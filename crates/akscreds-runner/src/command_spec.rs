use std::ffi::OsString;
use std::fmt;
use std::process::Command;

// ============================================================================
// CommandSpec - argv-only process specification
// ============================================================================

/// Specification for an external command.
///
/// Arguments are stored as discrete `OsString` elements. There is no way to build
/// a `CommandSpec` from a shell string, so values coming from cloud listings
/// (subscription ids, cluster names) cannot inject shell syntax.
///
/// # Example
///
/// ```rust
/// use akscreds_runner::CommandSpec;
/// use std::ffi::OsString;
///
/// let cmd = CommandSpec::new("az")
///     .args(["account", "set", "--subscription"])
///     .arg("00000000-0000-0000-0000-000000000000");
///
/// assert_eq!(cmd.program, OsString::from("az"));
/// assert_eq!(cmd.args.len(), 4);
/// ```
#[derive(Debug, Clone, Default, PartialEq, Eq)]
pub struct CommandSpec {
    /// The program to execute
    pub program: OsString,
    /// Arguments as discrete elements (NOT shell strings)
    pub args: Vec<OsString>,
}

impl CommandSpec {
    /// Create a new `CommandSpec` for `program` with no arguments.
    #[must_use]
    pub fn new(program: impl Into<OsString>) -> Self {
        Self {
            program: program.into(),
            args: Vec::new(),
        }
    }

    /// Add a single argument.
    #[must_use]
    pub fn arg(mut self, arg: impl Into<OsString>) -> Self {
        self.args.push(arg.into());
        self
    }

    /// Add several arguments.
    #[must_use]
    pub fn args<I, S>(mut self, args: I) -> Self
    where
        I: IntoIterator<Item = S>,
        S: Into<OsString>,
    {
        self.args.extend(args.into_iter().map(Into::into));
        self
    }

    /// The full argument vector (program first) as lossy UTF-8 strings.
    ///
    /// Used for reporting; execution always uses the `OsString` form.
    #[must_use]
    pub fn argv(&self) -> Vec<String> {
        std::iter::once(&self.program)
            .chain(self.args.iter())
            .map(|part| part.to_string_lossy().into_owned())
            .collect()
    }

    /// Whether this command's argv begins with `prefix` (program included).
    #[must_use]
    pub fn starts_with(&self, prefix: &[&str]) -> bool {
        let argv = self.argv();
        argv.len() >= prefix.len() && argv.iter().zip(prefix).all(|(a, p)| a == p)
    }

    /// Convert into a `std::process::Command` using argv-style APIs only.
    #[must_use]
    pub fn to_command(&self) -> Command {
        let mut cmd = Command::new(&self.program);
        cmd.args(&self.args);
        cmd
    }
}

impl fmt::Display for CommandSpec {
    /// Space-joined argv, quoting elements that contain whitespace.
    fn fmt(&self, f: &mut fmt::Formatter<'_>) -> fmt::Result {
        let rendered: Vec<String> = self
            .argv()
            .into_iter()
            .map(|part| {
                if part.is_empty() || part.chars().any(char::is_whitespace) {
                    format!("'{part}'")
                } else {
                    part
                }
            })
            .collect();
        write!(f, "{}", rendered.join(" "))
    }
}
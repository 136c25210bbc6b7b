//! Error types for the runner crate

use thiserror::Error;

/// Failures to launch or observe an external process.
///
/// These never cross the [`Executor`](crate::Executor) boundary; they are folded
/// into [`ExecutionResult::error_detail`](crate::ExecutionResult).
#[derive(Error, Debug)]
pub enum RunnerError {
    #[error("Program not found: {program}")]
    ProgramNotFound { program: String },

    #[error("Failed to spawn '{program}': {reason}")]
    SpawnFailed { program: String, reason: String },

    #[error("Failed to wait for '{program}': {reason}")]
    WaitFailed { program: String, reason: String },
}
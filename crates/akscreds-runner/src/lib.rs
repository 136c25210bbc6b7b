//! Process execution for akscreds
//!
//! Every external tool invocation (`az`, `kubelogin`) goes through this crate.
//!
//! # Security Model
//!
//! All process execution goes through [`CommandSpec`] to ensure argv-style invocation.
//! Subscription ids, resource group names and cluster names are passed as discrete
//! arguments and never interpolated into a shell string.
//!
//! # Dry run
//!
//! [`Executor`] is the only place that knows about dry-run mode. Callers state per
//! call whether a command may run during a preview (read-only listing) and always
//! receive an [`ExecutionResult`], never an error.

pub mod command_spec;
pub mod error;
pub mod executor;
pub mod native;
pub mod process;

pub use command_spec::CommandSpec;
pub use error::RunnerError;
pub use executor::{ExecutionResult, Executor};
pub use native::NativeRunner;
pub use process::{ProcessOutput, ProcessRunner};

_Problem_: All the records above must be transcribed without a single change to any word.

_Result for this task_:
filename crates/akscreds-runner/src/command_spec.rs
use std::ffi::OsString;
use std::fmt;
use std::process::Command;

// ============================================================================
// CommandSpec - argv-only process specification
// ============================================================================

/// Specification for an external command.
///
/// Arguments are stored as discrete `OsString` elements. There is no way to build
/// a `CommandSpec` from a shell string, so values coming from cloud listings
/// (subscription ids, cluster names) cannot inject shell syntax.
///
/// # Example
///
/// ```rust
/// use akscreds_runner::CommandSpec;
/// use std::ffi::OsString;
///
/// let cmd = CommandSpec::new("az")
///     .args(["account", "set", "--subscription"])
///     .arg("00000000-0000-0000-0000-000000000000");
///
/// assert_eq!(cmd.program, OsString::from("az"));
/// assert_eq!(cmd.args.len(), 4);
/// ```
#[derive(Debug, Clone, Default, PartialEq, Eq)]
pub struct CommandSpec {
    /// The program to execute
    pub program: OsString,
    /// Arguments as discrete elements (NOT shell strings)
    pub args: Vec<OsString>,
}

impl CommandSpec {
    /// Create a new `CommandSpec` for `program` with no arguments.
    #[must_use]
    pub fn new(program: impl Into<OsString>) -> Self {
        Self {
            program: program.into(),
            args: Vec::new(),
        }
    }

    /// Add a single argument.
    #[must_use]
    pub fn arg(mut self, arg: impl Into<OsString>) -> Self {
        self.args.push(arg.into());
        self
    }

    /// Add several arguments.
    #[must_use]
    pub fn args<I, S>(mut self, args: I) -> Self
    where
        I: IntoIterator<Item = S>,
        S: Into<OsString>,
    {
        self.args.extend(args.into_iter().map(Into::into));
        self
    }

    /// The full argument vector (program first) as lossy UTF-8 strings.
    ///
    /// Used for reporting; execution always uses the `OsString` form.
    #[must_use]
    pub fn argv(&self) -> Vec<String> {
        std::iter::once(&self.program)
            .chain(self.args.iter())
            .map(|part| part.to_string_lossy().into_owned())
            .collect()
    }

    /// Whether this command's argv begins with `prefix` (program included).
    #[must_use]
    pub fn starts_with(&self, prefix: &[&str]) -> bool {
        let argv = self.argv();
        argv.len() >= prefix.len() && argv.iter().zip(prefix).all(|(a, p)| a == p)
    }

    /// Convert into a `std::process::Command` using argv-style APIs only.
    #[must_use]
    pub fn to_command(&self) -> Command {
        let mut cmd = Command::new(&self.program);
        cmd.args(&self.args);
        cmd
    }
}

impl fmt::Display for CommandSpec {
    /// Space-joined argv, quoting elements that contain whitespace.
    fn fmt(&self, f: &mut fmt::Formatter<'_>) -> fmt::Result {
        let rendered: Vec<String> = self
            .argv()
            .into_iter()
            .map(|part| {
                if part.is_empty() || part.chars().any(char::is_whitespace) {
                    format!("'{part}'")
                } else {
                    part
                }
            })
            .collect();
        write!(f, "{}", rendered.join(" "))
    }
}
repository 136c25210bbc6b7b
//! Error types for the runner crate

use thiserror::Error;

/// Failures to launch or observe an external process.
///
/// These never cross the [`Executor`](crate::Executor) boundary; they are folded
/// into [`ExecutionResult::error_detail`](crate::ExecutionResult).
#[derive(Error, Debug)]
pub enum RunnerError {
    #[error("Program not found: {program}")]
    ProgramNotFound { program: String },

    #[error("Failed to spawn '{program}': {reason}")]
    SpawnFailed { program: String, reason: String },

    #[error("Failed to wait for '{program}': {reason}")]
    WaitFailed { program: String, reason: String },
}
filename crates/akscreds-runner/src/lib.rs
repository 136c25210bbc6b7b
//! Process execution for akscreds
//!
//! Every external tool invocation (`az`, `kubelogin`) goes through this crate.
//!
//! # Security Model
//!
//! All process execution goes through [`CommandSpec`] to ensure argv-style invocation.
//! Subscription ids, resource group names and cluster names are passed as discrete
//! arguments and never interpolated into a shell string.
//!
//! # Dry run
//!
//! [`Executor`] is the only place that knows about dry-run mode. Callers state per
//! call whether a command may run during a preview (read-only listing) and always
//! receive an [`ExecutionResult`], never an error.

pub mod command_spec;
pub mod error;
pub mod executor;
pub mod native;
pub mod process;

pub use command_spec::CommandSpec;
pub use error::RunnerError;
pub use executor::{ExecutionResult, Executor};
pub use native::NativeRunner;
pub use process::{ProcessOutput, ProcessRunner};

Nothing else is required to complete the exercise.